Stored data
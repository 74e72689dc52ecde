//! Timeline command: minute-by-minute concurrency of one area.

use std::io::Write;

use anyhow::{Context, Result, bail};
use chrono::NaiveDateTime;
use labuse_core::{AreaId, Occupancy};
use serde::Serialize;

use crate::Config;
use crate::commands::util::compute_timeline;
use crate::dataset::Prepared;

/// Consecutive minutes sharing one count, both ends inclusive.
#[derive(Debug, Clone, PartialEq, Eq, Serialize)]
pub struct Run {
    pub start: NaiveDateTime,
    pub end: NaiveDateTime,
    pub count: u32,
}

/// Collapses a minute series into runs of equal count.
pub fn runs(occupancy: &impl Occupancy) -> Vec<Run> {
    let mut runs: Vec<Run> = Vec::new();
    for (minute, count) in occupancy.samples() {
        match runs.last_mut() {
            Some(run) if run.count == count => run.end = minute,
            _ => runs.push(Run {
                start: minute,
                end: minute,
                count,
            }),
        }
    }
    runs
}

/// Runs the timeline command.
pub fn run<W: Write>(
    writer: &mut W,
    prepared: &Prepared,
    config: &Config,
    area: &str,
    json: bool,
) -> Result<()> {
    let area = AreaId::new(area).context("invalid area")?;
    let Some(info) = prepared.registry.get(&area) else {
        bail!("unknown area {area}");
    };

    let timeline = compute_timeline(prepared, config, true)?;
    let area_runs = if timeline.is_empty() {
        Vec::new()
    } else {
        runs(timeline.area(&area)?)
    };

    if json {
        writeln!(writer, "{}", serde_json::to_string_pretty(&area_runs)?)?;
        return Ok(());
    }

    writeln!(
        writer,
        "TIMELINE: {area} ({}, floor {}, capacity {})",
        info.building, info.floor, info.capacity
    )?;
    if area_runs.is_empty() {
        writeln!(writer, "No sessions occupy any minute.")?;
        return Ok(());
    }
    for run in &area_runs {
        writeln!(
            writer,
            "{} .. {}  {}",
            run.start.format("%Y-%m-%d %H:%M"),
            run.end.format("%Y-%m-%d %H:%M"),
            run.count
        )?;
    }

    Ok(())
}

#[cfg(test)]
mod tests {
    use super::*;
    use crate::dataset::Dataset;
    use insta::assert_snapshot;

    fn prepared(sessions: &str) -> Prepared {
        let json = format!(
            r#"{{"areas": [
                    {{"id": "A", "building": "LIB", "floor": "1", "capacity": 2}},
                    {{"id": "B", "building": "LIB", "floor": "2", "capacity": 1}}
                ],
                "sessions": {sessions}}}"#
        );
        serde_json::from_str::<Dataset>(&json)
            .unwrap()
            .prepare()
            .unwrap()
    }

    fn config() -> Config {
        Config {
            database_path: "/nonexistent/cache.db".into(),
            open_minutes_per_day: 1440,
            cache_enabled: false,
            ..Config::default()
        }
    }

    const SESSIONS: &str = r#"[
        {"area": "A", "start": "2024-03-04 09:00", "duration_minutes": 5},
        {"area": "A", "start": "2024-03-04 09:03", "duration_minutes": 4},
        {"area": "B", "start": "2024-03-04 09:10", "duration_minutes": 2}
    ]"#;

    fn render(sessions: &str, area: &str) -> Result<String> {
        let mut output = Vec::new();
        run(&mut output, &prepared(sessions), &config(), area, false)?;
        Ok(String::from_utf8(output).unwrap())
    }

    #[test]
    fn test_timeline_runs_cover_shared_grid() {
        // Grid spans 09:00..=09:11 because of area B.
        let output = render(SESSIONS, "A").unwrap();
        assert_snapshot!(output, @r"
        TIMELINE: A (LIB, floor 1, capacity 2)
        2024-03-04 09:00 .. 2024-03-04 09:02  1
        2024-03-04 09:03 .. 2024-03-04 09:04  2
        2024-03-04 09:05 .. 2024-03-04 09:06  1
        2024-03-04 09:07 .. 2024-03-04 09:11  0
        ");
    }

    #[test]
    fn test_timeline_unknown_area() {
        let err = render(SESSIONS, "Z").unwrap_err();
        assert_eq!(err.to_string(), "unknown area Z");
    }

    #[test]
    fn test_timeline_without_occupying_sessions() {
        let output = render("[]", "B").unwrap();
        assert_snapshot!(output, @r"
        TIMELINE: B (LIB, floor 2, capacity 1)
        No sessions occupy any minute.
        ");
    }

    #[test]
    fn test_timeline_json_runs() {
        let mut output = Vec::new();
        run(&mut output, &prepared(SESSIONS), &config(), "B", true).unwrap();
        let value: serde_json::Value = serde_json::from_slice(&output).unwrap();

        let runs = value.as_array().unwrap();
        assert_eq!(runs.len(), 2);
        assert_eq!(runs[0]["count"], 0);
        assert_eq!(runs[1]["start"], "2024-03-04T09:10:00");
        assert_eq!(runs[1]["end"], "2024-03-04T09:11:00");
        assert_eq!(runs[1]["count"], 1);
    }
}
//! Configuration loading and management.

use std::fmt;
use std::path::{Path, PathBuf};

use figment::Figment;
use figment::providers::{Env, Format, Serialized, Toml};
use labuse_core::{DEFAULT_MAX_GRID_MINUTES, ReportConfig, TimelineConfig};
use serde::{Deserialize, Serialize};

/// Application configuration.
#[derive(Clone, Serialize, Deserialize)]
pub struct Config {
    /// Path to the result cache database.
    pub database_path: PathBuf,

    /// Minutes per day the facility counts as open, for daily percentages.
    pub open_minutes_per_day: u32,

    /// Whether computed timelines are cached between runs.
    pub cache_enabled: bool,

    /// Most recent cached timelines kept after each write. 0 keeps all.
    pub cache_max_entries: usize,

    /// Longest span, in minutes, a timeline may cover.
    pub max_grid_minutes: usize,
}

impl fmt::Debug for Config {
    fn fmt(&self, f: &mut fmt::Formatter<'_>) -> fmt::Result {
        f.debug_struct("Config")
            .field("database_path", &self.database_path)
            .field("open_minutes_per_day", &self.open_minutes_per_day)
            .field("cache_enabled", &self.cache_enabled)
            .field("cache_max_entries", &self.cache_max_entries)
            .field("max_grid_minutes", &self.max_grid_minutes)
            .finish()
    }
}

impl Default for Config {
    fn default() -> Self {
        let data_dir = dirs_data_path().unwrap_or_else(|| PathBuf::from("."));
        Self {
            database_path: data_dir.join("cache.db"),
            open_minutes_per_day: ReportConfig::default().open_minutes_per_day,
            cache_enabled: true,
            cache_max_entries: 64,
            max_grid_minutes: DEFAULT_MAX_GRID_MINUTES,
        }
    }
}

impl Config {
    /// Loads configuration, optionally from a specific file.
    #[expect(
        clippy::result_large_err,
        reason = "figment::Error is large but only returned at startup"
    )]
    pub fn load_from(config_path: Option<&Path>) -> Result<Self, figment::Error> {
        let mut figment = Figment::from(Serialized::defaults(Self::default()));

        // Load from default config location
        if let Some(config_dir) = dirs_config_path() {
            figment = figment.merge(Toml::file(config_dir.join("config.toml")));
        }

        // Load from specified config file
        if let Some(path) = config_path {
            figment = figment.merge(Toml::file(path));
        }

        // Load from environment variables (LABUSE_*)
        figment = figment.merge(Env::prefixed("LABUSE_"));

        figment.extract()
    }

    /// Report settings derived from this configuration.
    pub const fn report_config(&self) -> ReportConfig {
        ReportConfig {
            open_minutes_per_day: self.open_minutes_per_day,
        }
    }

    /// Engine limits derived from this configuration.
    pub const fn timeline_config(&self) -> TimelineConfig {
        TimelineConfig {
            max_grid_minutes: self.max_grid_minutes,
        }
    }
}

/// Returns the platform-specific config directory for labuse.
fn dirs_config_path() -> Option<PathBuf> {
    dirs::config_dir().map(|p| p.join("labuse"))
}

/// Returns the platform-specific data directory for labuse.
///
/// On Linux: `~/.local/share/labuse`
pub fn dirs_data_path() -> Option<PathBuf> {
    dirs::data_dir().map(|p| p.join("labuse"))
}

Exercise description
Please reproduce, exactly as written, the lines of the records from the first line through the one containing "use crate::dataset::Prepared;".

Response to this task
repository 74e72689dc52ecde
//! Timeline command: minute-by-minute concurrency of one area.

use std::io::Write;

use anyhow::{Context, Result, bail};
use chrono::NaiveDateTime;
use labuse_core::{AreaId, Occupancy};
use serde::Serialize;

use crate::Config;
use crate::commands::util::compute_timeline;
use crate::dataset::Prepared;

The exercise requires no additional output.